The name on the stone was Pia. Then, Dante. Pia Dante. I looked down at Rat. ‘Oh my,’ I said, and I felt so sad. ‘That’s the little girl.’

I thought of the photo, of the little schoolgirl with her wondering eyes, and felt so bad. We’d all thought she was alive, or hoped she was.

Rat said, ‘He lost everything, man …’

‘He was sending her to school,’ I said. ‘That’s what the paper said.’

‘It was in the letter too,’ said Gardo. ‘The letter to Mr Olondriz. If it comes to your hand, then you know I am taken. Ask after my daughter, please – use any influence you have, for I am afraid for Pia Dante now.’

We were quiet a moment, and then I jumped down.

‘What now?’ I said. ‘What are we expecting to find here? What do we do?’

Gardo said, ‘I don’t know.’

I said, ‘A message, maybe? Look for another message …’

‘Where?’ said Rat. ‘Where’s he going to put it?’

We all looked around wildly, maybe thinking there’d be a letter, or some other clue – but it seemed pretty hopeless – it all seemed like a dead end.

‘We’ve got this far,’ said Gardo, getting angry like he does. ‘There must be something!’

‘Nothing,’ said Rat. ‘Where’s there to look, and what are we looking for? I think he was taken and killed before he could do anything.’

‘Maybe the police have been and got it?’ I said. ‘They tracked it other ways, maybe.’

Gardo sat down again. ‘Why is this so crazy?’ he said.

I sat next to him, and we thought and thought, but there was nothing to think. Then, right by us, a big family arrived, pressing into the graves with a load of candles and a cooking stove, so we moved off across the path and found a quieter place, higher up.

‘Look,’ I said. I couldn’t let it go. ‘If he had all that money … If he got away with it – if he really had a fridge full of money … Are we thinking he buried it here, with his wife and kids? Why would he do that?’

‘To come back later and get it,’ said Rat. ‘No one’s going to break open a paid-for grave, are they?’

‘The police would,’ said Gardo. ‘If they had even one slight suspicion. That’s why the code. If the police had got the letter we got – if they did what we did – went to the prison and saw Mr Gabriel … he would not have let on about the Bible and the book-code. So they would never have got this far.’ He smiled, and said what we all knew: ‘The man was smart.’

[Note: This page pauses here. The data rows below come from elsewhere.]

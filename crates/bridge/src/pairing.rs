//! Interactive pairing sessions.
//!
//! Pairing is the one stateful, multi-round exchange in the helper
//! protocol: a `pair --interactive` process reports `pin_required`, the
//! device shows a PIN, and the PIN is written back to the same process to
//! finish. The session table keyed by (device, protocol) carries that
//! state between the two calls. A PIN supplied up front instead runs a
//! one-shot `pair --pin` invocation; the helper terminates itself after
//! every PIN response, so a continued session is always torn down after
//! one round trip, whatever the outcome.

use std::collections::HashMap;
use std::sync::Arc;

use atmo_protocol::PairResponse;
use tokio::sync::Mutex;
use tracing::debug;

use crate::child::{ChildSession, SessionEvent, SessionTable};
use crate::config::BridgeConfig;
use crate::error::{BridgeError, Result};
use crate::launcher::{HelperOp, Launcher};
use crate::runner::Runner;

/// Key of an interactive pairing session: one live flow per device and
/// protocol at a time.
#[derive(Debug, Clone, PartialEq, Eq, Hash)]
pub struct PairingKey {
	pub identifier: String,
	pub protocol: String,
}

impl PairingKey {
	pub fn new(identifier: impl Into<String>, protocol: impl Into<String>) -> Self {
		Self {
			identifier: identifier.into(),
			protocol: protocol.into(),
		}
	}
}

pub struct PairingSessionManager {
	launcher: Arc<Launcher>,
	config: Arc<BridgeConfig>,
	runner: Runner,
	sessions: SessionTable<PairingKey>,
}

impl PairingSessionManager {
	pub fn new(launcher: Arc<Launcher>, config: Arc<BridgeConfig>, runner: Runner) -> Self {
		Self {
			launcher,
			config,
			runner,
			sessions: Arc::new(Mutex::new(HashMap::new())),
		}
	}

	/// Pairs `protocol` on the device, dispatching on the PIN argument and
	/// existing state:
	///
	/// - PIN and a live session → continue the interactive flow.
	/// - PIN and no session → one-shot `pair --pin`.
	/// - no PIN and no session → begin an interactive flow; the session is
	///   retained only when the helper answers `pin_required`.
	/// - no PIN and a live session → [`BridgeError::PairingInProgress`].
	pub async fn pair(
		&self,
		identifier: &str,
		protocol: &str,
		pin: Option<&str>,
		mock: bool,
	) -> Result<PairResponse> {
		let key = PairingKey::new(identifier, protocol);
		let existing = { self.sessions.lock().await.get(&key).cloned() };

		match (pin, existing) {
			(Some(pin), Some(session)) => self.continue_pair(&key, session, pin).await,
			(Some(pin), None) => self.pair_once(identifier, protocol, pin, mock).await,
			(None, Some(_)) => Err(BridgeError::PairingInProgress),
			(None, None) => self.begin_pair(&key, mock).await,
		}
	}

	/// Cancels an interactive flow: removes and terminates the session if
	/// one exists, silently does nothing otherwise.
	pub async fn cancel(&self, identifier: &str, protocol: &str) {
		let key = PairingKey::new(identifier, protocol);
		let session = { self.sessions.lock().await.remove(&key) };
		let Some(session) = session else {
			return;
		};
		debug!(
			target = "bridge",
			identifier, protocol, "cancelling interactive pairing"
		);
		session.shutdown(Some("pairing cancelled".to_string()), false, true).await;
	}

	async fn begin_pair(&self, key: &PairingKey, mock: bool) -> Result<PairResponse> {
		let session = {
			let mut table = self.sessions.lock().await;
			if table.contains_key(key) {
				return Err(BridgeError::PairingInProgress);
			}

			let mut args = self.launcher.base_args(mock, HelperOp::Pair);
			args.push("--interactive".to_string());
			args.push("--identifier".to_string());
			args.push(key.identifier.clone());
			args.push("--protocol".to_string());
			args.push(key.protocol.clone());

			debug!(
				target = "bridge",
				identifier = %key.identifier,
				protocol = %key.protocol,
				mock,
				"beginning interactive pairing"
			);
			let session = ChildSession::spawn(
				&mut self.launcher.command(&args),
				self.config.clone(),
				&self.sessions,
				key.clone(),
				format!("pairing {}/{}", key.identifier, key.protocol),
			)?;
			table.insert(key.clone(), session.clone());
			session
		};

		let response = match self.await_pair_response(&session).await {
			Ok(response) => response,
			Err(err) => {
				self.remove_and_close(key, false).await;
				return Err(err);
			}
		};

		debug!(
			target = "bridge",
			status = %response.status,
			"interactive pairing initial response"
		);
		// Anything but pin_required means the flow already finished; only a
		// pending PIN prompt justifies keeping the process around.
		if !response.pin_required() {
			self.remove_and_close(key, false).await;
		}

		Ok(response)
	}

	/// Single round trip: submit the PIN, read one response, tear down.
	/// The helper terminates after answering a PIN either way.
	async fn continue_pair(
		&self,
		key: &PairingKey,
		session: Arc<ChildSession>,
		pin: &str,
	) -> Result<PairResponse> {
		debug!(
			target = "bridge",
			session = session.label(),
			"submitting PIN to interactive pairing"
		);
		let result = match session.write_raw(pin).await {
			Ok(()) => self.await_pair_response(&session).await,
			Err(err) => Err(err),
		};
		self.remove_and_close(key, false).await;

		if let Ok(response) = &result {
			debug!(
				target = "bridge",
				status = %response.status,
				"interactive pairing completed"
			);
		}
		result
	}

	async fn pair_once(
		&self,
		identifier: &str,
		protocol: &str,
		pin: &str,
		mock: bool,
	) -> Result<PairResponse> {
		let mut args = self.launcher.base_args(mock, HelperOp::Pair);
		args.push("--identifier".to_string());
		args.push(identifier.to_string());
		args.push("--protocol".to_string());
		args.push(protocol.to_string());
		args.push("--pin".to_string());
		args.push(pin.to_string());

		debug!(
			target = "bridge",
			identifier, protocol, mock, "one-shot pair"
		);
		let stdout = self.runner.run(&args).await?;
		let response: PairResponse = serde_json::from_slice(&stdout)?;
		debug!(target = "bridge", status = %response.status, "one-shot pair completed");
		Ok(response)
	}

	/// One pair-response line off the session's pipes. On end of stream the
	/// failure reason is whatever non-benign stderr the process left
	/// behind, defaulting to a generic closed-unexpectedly message.
	async fn await_pair_response(&self, session: &Arc<ChildSession>) -> Result<PairResponse> {
		match session.next_event(self.config.response_timeout).await? {
			SessionEvent::Line(line) => {
				let response: PairResponse = serde_json::from_slice(&line)?;
				Ok(response)
			}
			SessionEvent::Stderr(text) => Err(BridgeError::Helper(text)),
			SessionEvent::Closed { reason, stderr_tail } => {
				let message = reason
					.or(stderr_tail)
					.unwrap_or_else(|| "pairing process closed unexpectedly".to_string());
				Err(BridgeError::Helper(message))
			}
			SessionEvent::Exited(_) => {
				Err(BridgeError::helper("pairing process closed unexpectedly"))
			}
		}
	}

	async fn remove_and_close(&self, key: &PairingKey, kill: bool) {
		let session = { self.sessions.lock().await.remove(key) };
		if let Some(session) = session {
			session.shutdown(None, false, kill).await;
		}
	}

	/// Whether an interactive flow is live for this device and protocol
	/// (test observability).
	pub async fn has_session(&self, identifier: &str, protocol: &str) -> bool {
		self.sessions
			.lock()
			.await
			.contains_key(&PairingKey::new(identifier, protocol))
	}
}
#![cfg(unix)]

mod common;

use std::sync::Arc;
use std::time::Duration;

use atmo_bridge::BridgeError;
use common::MockHelper;

/// Helper answering the ready handshake and an `ok` line per request.
const ECHO_SESSION: &str = r#"
echo $$ >> $PIDFILE
echo '{"status":"ready"}'
while read line; do
	case "$line" in
		*'"type":"close"'*) exit 0 ;;
		*'"type":"power"'*) echo '{"status":"ok","power_state":"on"}' ;;
		*) echo '{"status":"ok"}' ;;
	esac
done
"#;

#[tokio::test]
async fn command_session_is_reused_across_requests() {
	let helper = MockHelper::new(ECHO_SESSION);
	let bridge = helper.bridge();

	let response = bridge
		.send_command("AA:BB", "select", "SingleTap", false)
		.await
		.unwrap();
	assert_eq!(response.status, "ok");
	assert_eq!(response.command, "select");
	assert_eq!(response.action, "SingleTap");
	assert_eq!(response.identifier.as_deref(), Some("AA:BB"));

	bridge
		.send_command("AA:BB", "menu", "SingleTap", false)
		.await
		.unwrap();

	assert!(bridge.has_command_session("AA:BB", false).await);
	assert_eq!(helper.pid_count(), 1);
}

#[tokio::test]
async fn power_round_trip() {
	let helper = MockHelper::new(ECHO_SESSION);
	let bridge = helper.bridge();

	let response = bridge.power("AA:BB", "status", false).await.unwrap();
	assert_eq!(response.power_state.as_deref(), Some("on"));
}

#[tokio::test]
async fn mock_and_real_sessions_are_independent() {
	let helper = MockHelper::new(ECHO_SESSION);
	let bridge = helper.bridge();

	bridge
		.send_command("AA:BB", "select", "SingleTap", false)
		.await
		.unwrap();
	bridge
		.send_command("AA:BB", "select", "SingleTap", true)
		.await
		.unwrap();

	assert!(bridge.has_command_session("AA:BB", false).await);
	assert!(bridge.has_command_session("AA:BB", true).await);
	assert_eq!(helper.pid_count(), 2);
}

#[tokio::test]
async fn error_response_keeps_session_alive() {
	let helper = MockHelper::new(
		r#"
echo $$ >> $PIDFILE
echo '{"status":"ready"}'
while read line; do
	case "$line" in
		*'"command":"up"'*) echo '{"status":"error","error":"device busy"}' ;;
		*) echo '{"status":"ok"}' ;;
	esac
done
"#,
	);
	let bridge = helper.bridge();

	let err = bridge
		.send_command("AA:BB", "up", "SingleTap", false)
		.await
		.unwrap_err();
	assert_eq!(err.to_string(), "device busy");

	// The failure was request-scoped; the same process answers the retry.
	assert!(bridge.has_command_session("AA:BB", false).await);
	bridge
		.send_command("AA:BB", "select", "SingleTap", false)
		.await
		.unwrap();
	assert_eq!(helper.pid_count(), 1);
}

#[tokio::test]
async fn fatal_response_tears_down_session() {
	let helper = MockHelper::new(
		r#"
echo $$ >> $PIDFILE
echo '{"status":"ready"}'
while read line; do
	echo '{"status":"error","error":"connection lost","fatal":true}'
done
"#,
	);
	let bridge = helper.bridge();

	let err = bridge
		.send_command("AA:BB", "select", "SingleTap", false)
		.await
		.unwrap_err();
	assert_eq!(err.to_string(), "connection lost");
	assert!(!bridge.has_command_session("AA:BB", false).await);

	// The next request starts over with a fresh process.
	let _ = bridge
		.send_command("AA:BB", "select", "SingleTap", false)
		.await
		.unwrap_err();
	assert_eq!(helper.pid_count(), 2);
}

#[tokio::test]
async fn closing_status_tears_down_session() {
	let helper = MockHelper::new(
		r#"
echo '{"status":"ready"}'
read line
echo '{"status":"closing","message":"helper shutting down"}'
"#,
	);
	let bridge = helper.bridge();

	let err = bridge
		.send_command("AA:BB", "select", "SingleTap", false)
		.await
		.unwrap_err();
	assert_eq!(err.to_string(), "helper shutting down");
	assert!(!bridge.has_command_session("AA:BB", false).await);
}

#[tokio::test]
async fn handshake_failure_surfaces_reason() {
	let helper = MockHelper::new(r#"echo '{"status":"error","error":"no such device"}'"#);
	let bridge = helper.bridge();

	let err = bridge
		.send_command("AA:BB", "select", "SingleTap", false)
		.await
		.unwrap_err();
	assert_eq!(err.to_string(), "no such device");
	assert!(!bridge.has_command_session("AA:BB", false).await);
}

#[tokio::test]
async fn unexpected_exit_mid_request_fails_and_removes_session() {
	let helper = MockHelper::new(
		r#"
echo '{"status":"ready"}'
read line
exit 0
"#,
	);
	let bridge = helper.bridge();

	let err = bridge
		.send_command("AA:BB", "select", "SingleTap", false)
		.await
		.unwrap_err();
	assert_eq!(err.to_string(), "command session closed unexpectedly");
	assert!(!bridge.has_command_session("AA:BB", false).await);
}

#[tokio::test]
async fn concurrent_requests_on_one_session_are_rejected() {
	let helper = MockHelper::new(
		r#"
echo '{"status":"ready"}'
while read line; do
	sleep 1
	echo '{"status":"ok"}'
done
"#,
	);
	let bridge = Arc::new(helper.bridge());

	let (first, second) = tokio::join!(
		bridge.send_command("AA:BB", "select", "SingleTap", false),
		bridge.send_command("AA:BB", "menu", "SingleTap", false),
	);

	let results = [first, second];
	assert_eq!(results.iter().filter(|r| r.is_ok()).count(), 1);
	assert!(results.iter().any(|r| matches!(
		r,
		Err(BridgeError::ConcurrentReads)
	)));
}

#[tokio::test]
async fn benign_stderr_noise_is_ignored() {
	let helper = MockHelper::new(
		r#"
echo 'urllib3: NotOpenSSLWarning: compiled against LibreSSL' >&2
echo '{"status":"ready"}'
while read line; do
	echo '{"status":"ok"}'
done
"#,
	);
	let bridge = helper.bridge();

	bridge
		.send_command("AA:BB", "select", "SingleTap", false)
		.await
		.unwrap();
	assert!(bridge.has_command_session("AA:BB", false).await);
}

#[tokio::test]
async fn unexpected_stderr_fails_request_and_removes_session() {
	let helper = MockHelper::new(
		r#"
echo '{"status":"ready"}'
read line
echo 'Traceback: boom' >&2
sleep 5
"#,
	);
	let bridge = helper.bridge();

	let err = bridge
		.send_command("AA:BB", "select", "SingleTap", false)
		.await
		.unwrap_err();
	assert_eq!(err.to_string(), "Traceback: boom");
	assert!(!bridge.has_command_session("AA:BB", false).await);
}

#[tokio::test]
async fn idle_stderr_tears_down_session() {
	let helper = MockHelper::new(
		r#"
echo $$ >> $PIDFILE
echo '{"status":"ready"}'
read line
echo '{"status":"ok"}'
echo 'Traceback: boom' >&2
sleep 5
"#,
	);
	let bridge = helper.bridge();

	bridge
		.send_command("AA:BB", "select", "SingleTap", false)
		.await
		.unwrap();

	// Stderr arrives with no request in flight; the I/O task unregisters
	// the session on its own.
	for _ in 0..50 {
		if !bridge.has_command_session("AA:BB", false).await {
			break;
		}
		tokio::time::sleep(Duration::from_millis(20)).await;
	}
	assert!(!bridge.has_command_session("AA:BB", false).await);

	// The next request starts a fresh helper instead of failing with the
	// stale error.
	bridge
		.send_command("AA:BB", "select", "SingleTap", false)
		.await
		.unwrap();
	assert_eq!(helper.pid_count(), 2);
}

#[tokio::test]
async fn response_timeout_closes_session() {
	let helper = MockHelper::new(
		r#"
echo '{"status":"ready"}'
read line
sleep 5
"#,
	);
	let bridge =
		helper.bridge_with(|config| config.with_response_timeout(Duration::from_millis(200)));

	let err = bridge
		.send_command("AA:BB", "select", "SingleTap", false)
		.await
		.unwrap_err();
	assert!(matches!(err, BridgeError::Timeout));
	assert!(!bridge.has_command_session("AA:BB", false).await);
}

#[tokio::test]
async fn unpair_closes_command_session_first() {
	let helper = MockHelper::new(
		r#"
case "$*" in
	*unpair*)
		echo '{"status":"ok","identifier":"AA:BB","protocol":"companion","credentials_removed":true}'
		;;
	*)
		echo $$ >> $PIDFILE
		echo '{"status":"ready"}'
		while read line; do
			case "$line" in
				*'"type":"close"'*) exit 0 ;;
				*) echo '{"status":"ok"}' ;;
			esac
		done
		;;
esac
"#,
	);
	let bridge = helper.bridge();

	bridge
		.send_command("AA:BB", "select", "SingleTap", false)
		.await
		.unwrap();
	assert!(bridge.has_command_session("AA:BB", false).await);

	let response = bridge.unpair("AA:BB", "companion", false).await.unwrap();
	assert!(response.credentials_removed);
	assert!(!bridge.has_command_session("AA:BB", false).await);
}
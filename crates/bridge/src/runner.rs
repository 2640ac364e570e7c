//! One-shot helper invocations.
//!
//! Scan, one-shot pair, unpair and clear-storage run the helper once,
//! wait for it to finish, and parse the whole stdout as a single JSON
//! response. No session state is retained.

use std::process::Stdio;
use std::sync::Arc;

use tracing::debug;

use crate::error::{BridgeError, Result};
use crate::launcher::Launcher;

#[derive(Clone)]
pub struct Runner {
	launcher: Arc<Launcher>,
}

impl Runner {
	pub fn new(launcher: Arc<Launcher>) -> Self {
		Self { launcher }
	}

	/// Runs the helper with `args` to completion and returns its stdout.
	///
	/// A nonzero exit fails with the trimmed stderr text ("unknown error"
	/// when it is empty); a spawn failure surfaces immediately with no
	/// retry.
	pub async fn run(&self, args: &[String]) -> Result<Vec<u8>> {
		debug!(target = "bridge", ?args, "launching one-shot helper");
		let child = self
			.launcher
			.command(args)
			.stdin(Stdio::null())
			.spawn()
			.map_err(BridgeError::Launch)?;

		let output = child.wait_with_output().await?;
		if output.status.success() {
			debug!(
				target = "bridge",
				bytes = output.stdout.len(),
				"one-shot helper succeeded"
			);
			return Ok(output.stdout);
		}

		let stderr = String::from_utf8_lossy(&output.stderr);
		let trimmed = stderr.trim();
		let message = if trimmed.is_empty() {
			"unknown error".to_string()
		} else {
			trimmed.to_string()
		};
		debug!(
			target = "bridge",
			status = ?output.status.code(),
			error = %message,
			"one-shot helper failed"
		);
		Err(BridgeError::Helper(message))
	}
}
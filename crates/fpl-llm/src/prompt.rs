// Prompt templates for squad explanations.
//
// The prompt carries every number the explanation needs (scores, prices,
// budget use, captain bonus) so the model discusses the selection instead of
// recomputing it.

use std::fmt::Write;

use fpl_core::lineup::FormationRule;
use fpl_core::optimizer::Optimization;
use fpl_core::player::{PlayerCandidate, Position};

/// Players moved in and out by a transfer-constrained run.
#[derive(Debug, Clone, Default, PartialEq)]
pub struct TransferSummary {
    pub transfers_out: Vec<String>,
    pub transfers_in: Vec<String>,
}

/// Everything the explanation prompt describes.
#[derive(Debug, Clone, Copy)]
pub struct ExplanationContext<'a> {
    pub result: &'a Optimization,
    pub budget_tenths: u32,
    pub formation: FormationRule,
    /// How scores were produced ("predictions", "history", "database").
    pub score_source: &'a str,
    pub locked_names: &'a [String],
    pub transfers: Option<&'a TransferSummary>,
}

/// Static system prompt for all explanation calls.
pub fn system_prompt() -> String {
    "You are a Fantasy Premier League assistant explaining an optimizer's squad selection.\n\
     \n\
     Rules: 15-player squad (2 GK, 5 DEF, 5 MID, 3 FWD), at most 3 players per club, \
     a fixed budget, and a starting eleven with exactly one goalkeeper. The captain scores double.\n\
     \n\
     You will receive the selected squad with each player's projected score and price, \
     the starting eleven, the captain and vice-captain, and any locks or transfers.\n\
     \n\
     Explain in a few short paragraphs: where the budget went, why the captain was chosen, \
     which bench players are likely to matter, and any risks (rotation, fixture clusters, \
     heavy reliance on one club). Use the numbers provided and do NOT redo the arithmetic."
        .to_string()
}

fn tenths(value: u32) -> String {
    format!("{}.{}", value / 10, value % 10)
}

fn player_line(out: &mut String, p: &PlayerCandidate, tag: &str) {
    let _ = writeln!(
        out,
        "- {} ({}, {}) price {} score {:.2}{}",
        p.name,
        p.position,
        p.club,
        tenths(p.cost_tenths),
        p.score,
        tag
    );
}

/// Build the user prompt describing one optimizer result.
pub fn build_explanation_prompt(ctx: &ExplanationContext<'_>) -> String {
    let result = ctx.result;
    let squad = &result.squad;
    let lineup = &result.lineup;
    let mut out = String::with_capacity(2048);

    let _ = writeln!(out, "## SELECTION");
    let _ = writeln!(out, "Score source: {}", ctx.score_source);
    let _ = writeln!(out, "Formation rule: {}", ctx.formation);
    let _ = writeln!(
        out,
        "Budget used: {} of {} ({} left)",
        tenths(squad.total_cost_tenths()),
        tenths(ctx.budget_tenths),
        tenths(ctx.budget_tenths.saturating_sub(squad.total_cost_tenths()))
    );
    let _ = writeln!(out, "Squad projected score: {:.2}", squad.total_score());
    let _ = writeln!(
        out,
        "Lineup projected points (captain doubled): {:.2}",
        result.projected_points()
    );

    let _ = writeln!(out, "\n## SQUAD BY POSITION");
    for pos in Position::ALL {
        let _ = writeln!(out, "{pos}:");
        for p in squad.players().iter().filter(|p| p.position == pos) {
            let tag = if Some(p.id) == lineup.captain {
                " [C]"
            } else if Some(p.id) == lineup.vice_captain {
                " [VC]"
            } else if lineup.starters.iter().any(|s| s.id == p.id) {
                " [XI]"
            } else {
                " [bench]"
            };
            player_line(&mut out, p, tag);
        }
    }

    let _ = writeln!(out, "\n## STARTING XI ({})", lineup.formation());
    for p in &lineup.starters {
        let _ = writeln!(out, "- {} ({})", p.name, p.position);
    }

    let _ = writeln!(out, "\n## BENCH (in order)");
    for (i, p) in lineup.bench.iter().enumerate() {
        let _ = writeln!(out, "{}. {} ({}) score {:.2}", i + 1, p.name, p.position, p.score);
    }

    let _ = writeln!(out, "\n## CLUBS");
    for (club, n) in squad.club_counts() {
        let _ = writeln!(out, "- {club}: {n}");
    }

    if !ctx.locked_names.is_empty() {
        let _ = writeln!(out, "\n## LOCKED BY USER");
        for name in ctx.locked_names {
            let _ = writeln!(out, "- {name}");
        }
    }

    if let Some(t) = ctx.transfers {
        let _ = writeln!(out, "\n## TRANSFERS ({})", t.transfers_out.len());
        for (gone, came) in t.transfers_out.iter().zip(&t.transfers_in) {
            let _ = writeln!(out, "- OUT {gone} / IN {came}");
        }
    }

    let _ = writeln!(out, "\nExplain this selection.");
    out
}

‘OK,’ said Rat. ‘So José Angelico knew he could trust Gabriel Olondriz. Gabriel was like the … guardian of it. Without him it’s never found. If it’s in there, even.’

‘You think it’s in there?’ I said.

‘It’s in one of them,’ said Gardo. ‘Maybe.’

‘You want to break open three graves?’ I said. I couldn’t believe I was even thinking about it. I knew I couldn’t do it.

Gardo stood up then. He walked up and down, and I could see him thinking so hard his eyes were bulging, getting madder and madder. ‘It can’t be!’ he said. ‘You don’t do that, do you? You don’t bust open your family grave! What about an empty one? Maybe there’s a broken one nearby …’

We looked around, and there were several. You could see what looked like trash, or maybe bones. Who wanted to sort through that? One thing for sure was they weren’t places you’d leave anything valuable. Gardo was beginning to really lose his cool, and I could see why – we’d come all this way, and had the police all over us – he’d been almost taken, fought his way out … and all for nothing? He looked at me and said, ‘What do we do, Raphael?’ and I didn’t know. I just looked at him, and Rat was looking from him to me then back again.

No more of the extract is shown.